--- Source information ---

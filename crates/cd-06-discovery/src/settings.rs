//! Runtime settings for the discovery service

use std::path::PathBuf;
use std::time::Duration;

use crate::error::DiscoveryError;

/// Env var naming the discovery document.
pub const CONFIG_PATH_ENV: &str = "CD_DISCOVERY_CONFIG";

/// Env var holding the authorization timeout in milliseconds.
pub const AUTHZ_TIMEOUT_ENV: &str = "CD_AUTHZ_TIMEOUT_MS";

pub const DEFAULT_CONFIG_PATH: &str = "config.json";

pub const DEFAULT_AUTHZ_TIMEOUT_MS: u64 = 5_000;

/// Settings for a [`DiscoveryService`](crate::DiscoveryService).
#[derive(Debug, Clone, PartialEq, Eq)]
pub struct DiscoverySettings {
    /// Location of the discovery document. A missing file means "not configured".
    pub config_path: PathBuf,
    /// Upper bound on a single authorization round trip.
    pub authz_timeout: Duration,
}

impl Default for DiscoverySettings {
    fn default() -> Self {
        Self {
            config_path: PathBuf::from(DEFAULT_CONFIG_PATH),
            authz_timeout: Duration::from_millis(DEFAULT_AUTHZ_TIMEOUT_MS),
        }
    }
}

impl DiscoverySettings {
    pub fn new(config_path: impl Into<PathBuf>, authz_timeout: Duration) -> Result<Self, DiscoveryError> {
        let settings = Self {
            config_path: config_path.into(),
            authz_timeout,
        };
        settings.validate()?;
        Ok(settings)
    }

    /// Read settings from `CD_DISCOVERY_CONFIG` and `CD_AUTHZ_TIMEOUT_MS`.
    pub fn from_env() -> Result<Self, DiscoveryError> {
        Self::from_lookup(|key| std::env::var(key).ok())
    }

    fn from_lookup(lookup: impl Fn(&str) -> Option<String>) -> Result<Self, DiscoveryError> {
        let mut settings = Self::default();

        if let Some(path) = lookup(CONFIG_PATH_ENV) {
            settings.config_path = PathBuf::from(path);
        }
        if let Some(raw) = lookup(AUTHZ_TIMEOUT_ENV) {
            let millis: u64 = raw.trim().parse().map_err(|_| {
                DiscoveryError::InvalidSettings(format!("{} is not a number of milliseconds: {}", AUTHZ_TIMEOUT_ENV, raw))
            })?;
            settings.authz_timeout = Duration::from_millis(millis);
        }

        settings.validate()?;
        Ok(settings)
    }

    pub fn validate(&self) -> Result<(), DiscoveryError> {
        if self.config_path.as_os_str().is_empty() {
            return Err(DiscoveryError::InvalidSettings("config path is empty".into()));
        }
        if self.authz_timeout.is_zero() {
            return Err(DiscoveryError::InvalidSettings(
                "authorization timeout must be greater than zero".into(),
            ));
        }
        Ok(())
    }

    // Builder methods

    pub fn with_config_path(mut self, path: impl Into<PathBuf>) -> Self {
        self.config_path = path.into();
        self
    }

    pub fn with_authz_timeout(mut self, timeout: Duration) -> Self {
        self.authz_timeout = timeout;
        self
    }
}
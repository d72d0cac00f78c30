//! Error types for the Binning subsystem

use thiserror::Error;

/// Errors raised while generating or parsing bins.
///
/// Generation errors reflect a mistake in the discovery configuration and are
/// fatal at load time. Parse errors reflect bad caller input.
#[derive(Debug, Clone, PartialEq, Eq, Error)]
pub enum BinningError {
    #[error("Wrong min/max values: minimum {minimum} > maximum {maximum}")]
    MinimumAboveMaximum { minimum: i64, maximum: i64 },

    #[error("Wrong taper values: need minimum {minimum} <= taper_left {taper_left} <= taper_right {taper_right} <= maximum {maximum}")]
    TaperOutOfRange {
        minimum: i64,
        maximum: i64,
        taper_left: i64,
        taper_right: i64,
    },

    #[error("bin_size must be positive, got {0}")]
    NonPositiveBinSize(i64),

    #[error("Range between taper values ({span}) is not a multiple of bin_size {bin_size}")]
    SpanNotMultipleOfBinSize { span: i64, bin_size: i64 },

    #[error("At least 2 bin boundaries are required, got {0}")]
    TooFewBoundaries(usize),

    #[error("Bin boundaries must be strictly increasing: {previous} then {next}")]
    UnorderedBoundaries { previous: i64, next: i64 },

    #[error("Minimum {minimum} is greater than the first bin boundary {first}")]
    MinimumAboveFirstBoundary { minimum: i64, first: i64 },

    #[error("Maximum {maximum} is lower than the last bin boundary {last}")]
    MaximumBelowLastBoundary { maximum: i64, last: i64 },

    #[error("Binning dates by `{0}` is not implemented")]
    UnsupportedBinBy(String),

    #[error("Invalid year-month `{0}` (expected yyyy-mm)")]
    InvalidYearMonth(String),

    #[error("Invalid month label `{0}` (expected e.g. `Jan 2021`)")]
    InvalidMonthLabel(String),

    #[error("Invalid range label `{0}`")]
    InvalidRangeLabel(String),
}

---

What is required
Every line must be copied exactly as it stands above.

Result for this exercise
filename crates/cd-06-discovery/src/settings.rs
//! Runtime settings for the discovery service

use std::path::PathBuf;
use std::time::Duration;

use crate::error::DiscoveryError;

/// Env var naming the discovery document.
pub const CONFIG_PATH_ENV: &str = "CD_DISCOVERY_CONFIG";

/// Env var holding the authorization timeout in milliseconds.
pub const AUTHZ_TIMEOUT_ENV: &str = "CD_AUTHZ_TIMEOUT_MS";

pub const DEFAULT_CONFIG_PATH: &str = "config.json";

pub const DEFAULT_AUTHZ_TIMEOUT_MS: u64 = 5_000;

/// Settings for a [`DiscoveryService`](crate::DiscoveryService).
#[derive(Debug, Clone, PartialEq, Eq)]
pub struct DiscoverySettings {
    /// Location of the discovery document. A missing file means "not configured".
    pub config_path: PathBuf,
    /// Upper bound on a single authorization round trip.
    pub authz_timeout: Duration,
}

impl Default for DiscoverySettings {
    fn default() -> Self {
        Self {
            config_path: PathBuf::from(DEFAULT_CONFIG_PATH),
            authz_timeout: Duration::from_millis(DEFAULT_AUTHZ_TIMEOUT_MS),
        }
    }
}

impl DiscoverySettings {
    pub fn new(config_path: impl Into<PathBuf>, authz_timeout: Duration) -> Result<Self, DiscoveryError> {
        let settings = Self {
            config_path: config_path.into(),
            authz_timeout,
        };
        settings.validate()?;
        Ok(settings)
    }

    /// Read settings from `CD_DISCOVERY_CONFIG` and `CD_AUTHZ_TIMEOUT_MS`.
    pub fn from_env() -> Result<Self, DiscoveryError> {
        Self::from_lookup(|key| std::env::var(key).ok())
    }

    fn from_lookup(lookup: impl Fn(&str) -> Option<String>) -> Result<Self, DiscoveryError> {
        let mut settings = Self::default();

        if let Some(path) = lookup(CONFIG_PATH_ENV) {
            settings.config_path = PathBuf::from(path);
        }
        if let Some(raw) = lookup(AUTHZ_TIMEOUT_ENV) {
            let millis: u64 = raw.trim().parse().map_err(|_| {
                DiscoveryError::InvalidSettings(format!("{} is not a number of milliseconds: {}", AUTHZ_TIMEOUT_ENV, raw))
            })?;
            settings.authz_timeout = Duration::from_millis(millis);
        }

        settings.validate()?;
        Ok(settings)
    }

    pub fn validate(&self) -> Result<(), DiscoveryError> {
        if self.config_path.as_os_str().is_empty() {
            return Err(DiscoveryError::InvalidSettings("config path is empty".into()));
        }
        if self.authz_timeout.is_zero() {
            return Err(DiscoveryError::InvalidSettings(
                "authorization timeout must be greater than zero".into(),
            ));
        }
        Ok(())
    }

    // Builder methods

    pub fn with_config_path(mut self, path: impl Into<PathBuf>) -> Self {
        self.config_path = path.into();
        self
    }

    pub fn with_authz_timeout(mut self, timeout: Duration) -> Self {
        self.authz_timeout = timeout;
        self
    }
}
repository d72d0cac00f78c30
//! Error types for the Binning subsystem

use thiserror::Error;

/// Errors raised while generating or parsing bins.
///
/// Generation errors reflect a mistake in the discovery configuration and are
/// fatal at load time. Parse errors reflect bad caller input.
#[derive(Debug, Clone, PartialEq, Eq, Error)]
pub enum BinningError {
    #[error("Wrong min/max values: minimum {minimum} > maximum {maximum}")]
    MinimumAboveMaximum { minimum: i64, maximum: i64 },

    #[error("Wrong taper values: need minimum {minimum} <= taper_left {taper_left} <= taper_right {taper_right} <= maximum {maximum}")]
    TaperOutOfRange {
        minimum: i64,
        maximum: i64,
        taper_left: i64,
        taper_right: i64,
    },

    #[error("bin_size must be positive, got {0}")]
    NonPositiveBinSize(i64),

    #[error("Range between taper values ({span}) is not a multiple of bin_size {bin_size}")]
    SpanNotMultipleOfBinSize { span: i64, bin_size: i64 },

    #[error("At least 2 bin boundaries are required, got {0}")]
    TooFewBoundaries(usize),

    #[error("Bin boundaries must be strictly increasing: {previous} then {next}")]
    UnorderedBoundaries { previous: i64, next: i64 },

    #[error("Minimum {minimum} is greater than the first bin boundary {first}")]
    MinimumAboveFirstBoundary { minimum: i64, first: i64 },

    #[error("Maximum {maximum} is lower than the last bin boundary {last}")]
    MaximumBelowLastBoundary { maximum: i64, last: i64 },

    #[error("Binning dates by `{0}` is not implemented")]
    UnsupportedBinBy(String),

    #[error("Invalid year-month `{0}` (expected yyyy-mm)")]
    InvalidYearMonth(String),

    #[error("Invalid month label `{0}` (expected e.g. `Jan 2021`)")]
    InvalidMonthLabel(String),

    #[error("Invalid range label `{0}`")]
    InvalidRangeLabel(String),
}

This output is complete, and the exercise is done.